(Stored data entries)
◆ ◆ ◆ ◆
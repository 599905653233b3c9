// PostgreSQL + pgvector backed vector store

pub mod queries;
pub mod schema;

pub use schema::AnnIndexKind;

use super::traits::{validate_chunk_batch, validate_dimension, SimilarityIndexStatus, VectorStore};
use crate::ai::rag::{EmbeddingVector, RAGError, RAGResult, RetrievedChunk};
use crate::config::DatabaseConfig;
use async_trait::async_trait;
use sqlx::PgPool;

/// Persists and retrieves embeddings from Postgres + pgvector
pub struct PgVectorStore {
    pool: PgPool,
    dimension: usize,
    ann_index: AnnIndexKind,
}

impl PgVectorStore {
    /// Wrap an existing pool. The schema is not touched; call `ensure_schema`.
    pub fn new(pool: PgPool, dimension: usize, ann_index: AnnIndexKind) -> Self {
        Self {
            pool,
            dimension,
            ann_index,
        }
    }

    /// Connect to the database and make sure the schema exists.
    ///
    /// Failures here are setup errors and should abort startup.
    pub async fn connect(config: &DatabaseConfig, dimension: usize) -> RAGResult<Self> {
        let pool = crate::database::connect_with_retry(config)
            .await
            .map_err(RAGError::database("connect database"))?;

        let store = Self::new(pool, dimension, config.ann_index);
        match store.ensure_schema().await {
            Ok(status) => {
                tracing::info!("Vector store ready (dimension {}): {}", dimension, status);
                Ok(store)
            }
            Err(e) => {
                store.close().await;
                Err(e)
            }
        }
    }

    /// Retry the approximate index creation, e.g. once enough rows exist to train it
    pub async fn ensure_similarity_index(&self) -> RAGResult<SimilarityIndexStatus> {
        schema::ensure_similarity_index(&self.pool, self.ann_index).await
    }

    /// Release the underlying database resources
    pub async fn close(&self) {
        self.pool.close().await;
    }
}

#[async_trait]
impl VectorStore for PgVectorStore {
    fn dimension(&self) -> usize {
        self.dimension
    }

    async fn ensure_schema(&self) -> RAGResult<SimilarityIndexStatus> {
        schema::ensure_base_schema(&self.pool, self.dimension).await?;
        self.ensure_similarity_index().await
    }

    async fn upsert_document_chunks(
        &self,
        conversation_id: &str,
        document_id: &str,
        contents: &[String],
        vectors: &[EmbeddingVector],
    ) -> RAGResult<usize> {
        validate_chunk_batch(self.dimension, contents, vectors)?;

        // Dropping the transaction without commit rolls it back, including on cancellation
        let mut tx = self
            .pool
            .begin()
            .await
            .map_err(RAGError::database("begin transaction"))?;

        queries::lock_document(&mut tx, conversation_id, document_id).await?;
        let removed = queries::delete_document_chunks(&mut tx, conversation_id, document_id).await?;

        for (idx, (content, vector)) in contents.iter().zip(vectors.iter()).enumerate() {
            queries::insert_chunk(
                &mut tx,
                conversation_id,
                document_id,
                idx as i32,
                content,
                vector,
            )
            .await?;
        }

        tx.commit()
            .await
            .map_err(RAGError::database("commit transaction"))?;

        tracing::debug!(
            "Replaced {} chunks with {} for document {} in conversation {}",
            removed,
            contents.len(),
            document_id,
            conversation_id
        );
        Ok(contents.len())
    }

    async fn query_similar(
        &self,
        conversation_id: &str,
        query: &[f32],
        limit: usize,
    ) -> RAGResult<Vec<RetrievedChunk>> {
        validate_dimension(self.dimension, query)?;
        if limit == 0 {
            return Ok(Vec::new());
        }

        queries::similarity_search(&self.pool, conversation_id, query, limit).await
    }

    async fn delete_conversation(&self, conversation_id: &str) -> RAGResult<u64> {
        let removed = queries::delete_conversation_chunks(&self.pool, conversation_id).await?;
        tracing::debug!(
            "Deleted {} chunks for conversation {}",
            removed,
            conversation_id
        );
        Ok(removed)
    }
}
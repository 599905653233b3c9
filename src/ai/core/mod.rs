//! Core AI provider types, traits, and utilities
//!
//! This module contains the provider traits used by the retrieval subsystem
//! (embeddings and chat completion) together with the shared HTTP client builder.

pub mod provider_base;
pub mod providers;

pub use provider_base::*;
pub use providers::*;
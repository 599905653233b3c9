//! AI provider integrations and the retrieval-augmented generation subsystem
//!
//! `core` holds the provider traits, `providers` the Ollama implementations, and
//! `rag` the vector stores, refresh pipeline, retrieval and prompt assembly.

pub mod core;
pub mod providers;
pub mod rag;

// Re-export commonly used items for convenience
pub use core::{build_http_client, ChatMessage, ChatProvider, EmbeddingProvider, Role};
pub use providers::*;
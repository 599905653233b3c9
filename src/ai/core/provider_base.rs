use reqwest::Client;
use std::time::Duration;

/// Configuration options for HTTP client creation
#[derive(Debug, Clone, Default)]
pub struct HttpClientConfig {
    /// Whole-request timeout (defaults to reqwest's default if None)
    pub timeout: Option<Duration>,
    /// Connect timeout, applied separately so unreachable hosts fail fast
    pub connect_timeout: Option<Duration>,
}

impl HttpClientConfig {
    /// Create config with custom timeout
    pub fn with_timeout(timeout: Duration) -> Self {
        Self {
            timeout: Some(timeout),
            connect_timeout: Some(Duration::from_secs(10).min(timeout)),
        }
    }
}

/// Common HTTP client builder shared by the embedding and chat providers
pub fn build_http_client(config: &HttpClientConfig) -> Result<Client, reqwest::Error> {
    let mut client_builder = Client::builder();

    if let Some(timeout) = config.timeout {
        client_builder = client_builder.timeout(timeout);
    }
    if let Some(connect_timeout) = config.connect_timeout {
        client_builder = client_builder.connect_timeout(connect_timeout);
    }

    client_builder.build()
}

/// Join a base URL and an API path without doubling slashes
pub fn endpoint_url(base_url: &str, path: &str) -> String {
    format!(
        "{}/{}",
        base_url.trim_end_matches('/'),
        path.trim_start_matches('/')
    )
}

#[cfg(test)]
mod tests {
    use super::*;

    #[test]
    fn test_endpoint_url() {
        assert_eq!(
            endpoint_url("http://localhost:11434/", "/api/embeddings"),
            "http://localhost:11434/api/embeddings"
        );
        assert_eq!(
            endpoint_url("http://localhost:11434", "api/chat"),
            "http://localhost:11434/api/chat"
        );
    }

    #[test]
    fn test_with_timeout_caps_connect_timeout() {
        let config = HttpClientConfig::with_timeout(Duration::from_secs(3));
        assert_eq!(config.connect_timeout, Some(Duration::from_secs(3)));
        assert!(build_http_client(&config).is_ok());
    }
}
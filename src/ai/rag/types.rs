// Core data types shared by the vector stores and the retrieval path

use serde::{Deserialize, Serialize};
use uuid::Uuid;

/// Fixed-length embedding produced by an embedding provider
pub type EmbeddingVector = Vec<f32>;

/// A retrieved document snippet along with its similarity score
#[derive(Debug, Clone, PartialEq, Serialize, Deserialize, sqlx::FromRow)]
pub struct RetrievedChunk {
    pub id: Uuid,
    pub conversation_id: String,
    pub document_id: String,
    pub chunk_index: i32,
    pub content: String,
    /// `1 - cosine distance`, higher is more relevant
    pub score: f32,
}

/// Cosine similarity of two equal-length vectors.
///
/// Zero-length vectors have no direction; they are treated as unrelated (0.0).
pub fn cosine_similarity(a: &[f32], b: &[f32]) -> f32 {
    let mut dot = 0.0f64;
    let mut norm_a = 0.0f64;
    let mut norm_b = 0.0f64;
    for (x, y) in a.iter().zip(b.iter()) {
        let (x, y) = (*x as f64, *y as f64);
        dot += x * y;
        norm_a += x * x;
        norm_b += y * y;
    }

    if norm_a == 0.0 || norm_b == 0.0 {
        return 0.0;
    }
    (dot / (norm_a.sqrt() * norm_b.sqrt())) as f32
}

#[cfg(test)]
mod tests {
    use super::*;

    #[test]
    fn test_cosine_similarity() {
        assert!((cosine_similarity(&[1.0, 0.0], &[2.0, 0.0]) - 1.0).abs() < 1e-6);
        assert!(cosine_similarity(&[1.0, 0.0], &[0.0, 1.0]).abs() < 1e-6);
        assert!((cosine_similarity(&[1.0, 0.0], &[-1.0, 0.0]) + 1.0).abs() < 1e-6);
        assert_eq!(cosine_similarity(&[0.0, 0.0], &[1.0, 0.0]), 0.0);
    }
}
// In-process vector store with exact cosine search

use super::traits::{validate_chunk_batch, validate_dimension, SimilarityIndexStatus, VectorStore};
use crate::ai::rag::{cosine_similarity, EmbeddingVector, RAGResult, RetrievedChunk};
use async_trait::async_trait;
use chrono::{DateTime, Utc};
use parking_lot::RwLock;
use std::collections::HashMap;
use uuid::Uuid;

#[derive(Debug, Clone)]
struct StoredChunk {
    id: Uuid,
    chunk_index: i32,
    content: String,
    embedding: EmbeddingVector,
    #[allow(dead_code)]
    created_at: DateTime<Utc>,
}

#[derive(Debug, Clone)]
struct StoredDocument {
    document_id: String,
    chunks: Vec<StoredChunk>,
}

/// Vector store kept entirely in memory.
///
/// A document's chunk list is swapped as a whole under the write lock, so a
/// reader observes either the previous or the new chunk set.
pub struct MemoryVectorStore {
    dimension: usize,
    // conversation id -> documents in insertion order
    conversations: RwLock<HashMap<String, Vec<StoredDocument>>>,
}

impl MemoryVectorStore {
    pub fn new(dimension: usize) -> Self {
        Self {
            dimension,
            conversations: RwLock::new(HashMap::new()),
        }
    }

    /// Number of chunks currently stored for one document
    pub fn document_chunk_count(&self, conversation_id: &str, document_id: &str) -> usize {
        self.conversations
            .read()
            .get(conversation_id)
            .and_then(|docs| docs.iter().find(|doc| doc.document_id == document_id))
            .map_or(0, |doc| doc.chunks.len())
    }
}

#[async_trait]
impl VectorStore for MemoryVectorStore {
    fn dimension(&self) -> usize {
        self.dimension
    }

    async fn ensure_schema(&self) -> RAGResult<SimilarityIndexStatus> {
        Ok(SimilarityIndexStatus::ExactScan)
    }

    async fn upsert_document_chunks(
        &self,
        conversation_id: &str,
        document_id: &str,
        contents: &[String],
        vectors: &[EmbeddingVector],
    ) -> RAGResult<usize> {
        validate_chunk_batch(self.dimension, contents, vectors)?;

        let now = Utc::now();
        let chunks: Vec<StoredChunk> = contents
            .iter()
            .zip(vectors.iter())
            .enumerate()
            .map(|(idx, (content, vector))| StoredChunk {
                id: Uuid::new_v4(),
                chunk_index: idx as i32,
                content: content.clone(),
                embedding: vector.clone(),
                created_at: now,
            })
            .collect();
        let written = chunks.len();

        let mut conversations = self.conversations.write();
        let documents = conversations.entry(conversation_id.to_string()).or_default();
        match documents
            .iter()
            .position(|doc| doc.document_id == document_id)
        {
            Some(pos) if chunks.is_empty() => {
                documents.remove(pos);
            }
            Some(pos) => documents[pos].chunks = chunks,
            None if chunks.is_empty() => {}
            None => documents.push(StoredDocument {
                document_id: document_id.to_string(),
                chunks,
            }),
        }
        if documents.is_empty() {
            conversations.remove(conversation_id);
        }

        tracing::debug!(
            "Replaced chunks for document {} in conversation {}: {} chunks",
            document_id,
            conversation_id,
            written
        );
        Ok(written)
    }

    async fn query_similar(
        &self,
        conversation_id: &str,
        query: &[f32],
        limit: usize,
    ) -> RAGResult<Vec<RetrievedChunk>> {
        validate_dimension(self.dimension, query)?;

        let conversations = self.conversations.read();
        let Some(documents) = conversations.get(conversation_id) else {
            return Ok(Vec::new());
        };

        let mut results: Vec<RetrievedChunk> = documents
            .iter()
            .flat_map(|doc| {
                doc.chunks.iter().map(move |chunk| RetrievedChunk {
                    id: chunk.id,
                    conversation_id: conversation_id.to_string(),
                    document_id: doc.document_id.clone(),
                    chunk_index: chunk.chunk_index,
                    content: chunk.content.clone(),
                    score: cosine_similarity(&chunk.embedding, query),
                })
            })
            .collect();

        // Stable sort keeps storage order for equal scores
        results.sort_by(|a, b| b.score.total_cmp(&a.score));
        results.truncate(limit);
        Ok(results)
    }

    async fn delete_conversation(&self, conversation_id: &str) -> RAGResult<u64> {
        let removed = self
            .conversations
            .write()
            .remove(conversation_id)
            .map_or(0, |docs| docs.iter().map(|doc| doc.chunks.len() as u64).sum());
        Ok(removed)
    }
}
◆ ◆ ◆ ◆
WHAT THE EXERCISE ASKS – Where the word "shared" appears in a line of the data above, tally that line; then give the total and nothing more.

WRITTEN ANSWER – 3